Data listing
______
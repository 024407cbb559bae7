//! Chunk, policy, and retrieval-hit type definitions.

use std::fmt;
use std::str::FromStr;

use serde::{Deserialize, Serialize};
use uuid::Uuid;

use crate::error::PolicyParseError;

/// Available chunk boundary strategies.
///
/// A boundary policy decides where a chunk may legally start and end when a
/// note is segmented for embedding.
#[derive(Debug, Clone, Copy, PartialEq, Eq, Hash, Serialize, Deserialize)]
#[serde(rename_all = "snake_case")]
pub enum BoundaryPolicy {
    /// Split on blank-line paragraphs, then sentences within each paragraph.
    ParagraphSentence,
    /// Sentence splitting only, ignoring paragraph boundaries.
    SentenceFirst,
    /// Fenced code blocks kept atomic, prose between fences split normally.
    CodeBlocks,
    /// Markdown headings and list items bucketed into sections.
    HeadingsLists,
    /// Coarse paragraph units without sentence splitting.
    MinimalWords,
}

impl BoundaryPolicy {
    /// The built-in default used whenever nothing else resolves.
    pub const DEFAULT: BoundaryPolicy = BoundaryPolicy::ParagraphSentence;

    /// Wire name of this policy.
    pub fn as_str(&self) -> &'static str {
        match self {
            BoundaryPolicy::ParagraphSentence => "paragraph_sentence",
            BoundaryPolicy::SentenceFirst => "sentence_first",
            BoundaryPolicy::CodeBlocks => "code_blocks",
            BoundaryPolicy::HeadingsLists => "headings_lists",
            BoundaryPolicy::MinimalWords => "minimal_words",
        }
    }

    /// All policy names, in declaration order. Used when prompting the
    /// agentic detector.
    pub fn names() -> [&'static str; 5] {
        [
            "paragraph_sentence",
            "sentence_first",
            "code_blocks",
            "headings_lists",
            "minimal_words",
        ]
    }

    /// Parse a policy string, substituting the given default on failure.
    pub fn parse_or(raw: &str, default: BoundaryPolicy) -> BoundaryPolicy {
        raw.parse().unwrap_or(default)
    }
}

impl fmt::Display for BoundaryPolicy {
    fn fmt(&self, f: &mut fmt::Formatter<'_>) -> fmt::Result {
        f.write_str(self.as_str())
    }
}

impl FromStr for BoundaryPolicy {
    type Err = PolicyParseError;

    fn from_str(s: &str) -> Result<Self, Self::Err> {
        match s.trim() {
            "paragraph_sentence" => Ok(BoundaryPolicy::ParagraphSentence),
            "sentence_first" => Ok(BoundaryPolicy::SentenceFirst),
            "code_blocks" => Ok(BoundaryPolicy::CodeBlocks),
            "headings_lists" => Ok(BoundaryPolicy::HeadingsLists),
            "minimal_words" => Ok(BoundaryPolicy::MinimalWords),
            other => Err(PolicyParseError(other.to_string())),
        }
    }
}

/// A bounded piece of source text prepared for embedding, carrying its
/// position among siblings.
///
/// Chunks exist only for the duration of one chunking call; nothing here is
/// persisted by this crate.
#[derive(Debug, Clone, PartialEq, Serialize, Deserialize)]
pub struct Chunk {
    /// The chunk text, including any overlap prefix from its predecessor
    pub text: String,

    /// Order of this chunk within its source note (0-indexed)
    pub index: usize,

    /// Total number of chunks produced from the source note
    pub total: usize,

    /// Boundary policy that governed segmentation
    pub policy: BoundaryPolicy,
}

/// Where a policy decision came from, in precedence order.
#[derive(Debug, Clone, Copy, PartialEq, Eq, Serialize, Deserialize)]
#[serde(rename_all = "snake_case")]
pub enum DecisionSource {
    /// Caller supplied an explicit override.
    Request,
    /// Detection disabled; the configured default was used.
    Settings,
    /// Deterministic heuristic classifier.
    Heuristic,
    /// Agentic model answered directly.
    Detector,
    /// Agentic model delegated to an external tool.
    Tool,
}

/// The outcome of boundary-policy arbitration for one note.
#[derive(Debug, Clone, Serialize, Deserialize)]
pub struct PolicyDecision {
    /// The policy that will govern segmentation
    pub policy: BoundaryPolicy,

    /// Human-readable explanation; never empty
    pub reason: String,

    /// Which arbitration stage produced the decision
    pub source: DecisionSource,

    /// Name of the external tool consulted, if any
    #[serde(skip_serializing_if = "Option::is_none")]
    pub tool_used: Option<String>,
}

impl PolicyDecision {
    pub fn new(policy: BoundaryPolicy, reason: impl Into<String>, source: DecisionSource) -> Self {
        Self {
            policy,
            reason: reason.into(),
            source,
            tool_used: None,
        }
    }

    pub fn with_tool(mut self, tool: impl Into<String>) -> Self {
        self.tool_used = Some(tool.into());
        self
    }
}

/// One relevant source snippet returned for a query.
#[derive(Debug, Clone, PartialEq, Serialize, Deserialize)]
pub struct RetrievalHit {
    /// Id of the note the snippet was drawn from
    pub source_id: Uuid,

    /// Bounded text excerpt from the note
    pub snippet: String,

    /// Similarity distance, lower is closer; absent on the fallback path
    #[serde(skip_serializing_if = "Option::is_none")]
    pub distance: Option<f32>,
}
______
Work to complete
Your answer must be a copy of every line in the data above that holds the string "this".

Exercise solution
    /// Wire name of this policy.
/// persisted by this crate.
    /// Order of this chunk within its source note (0-indexed)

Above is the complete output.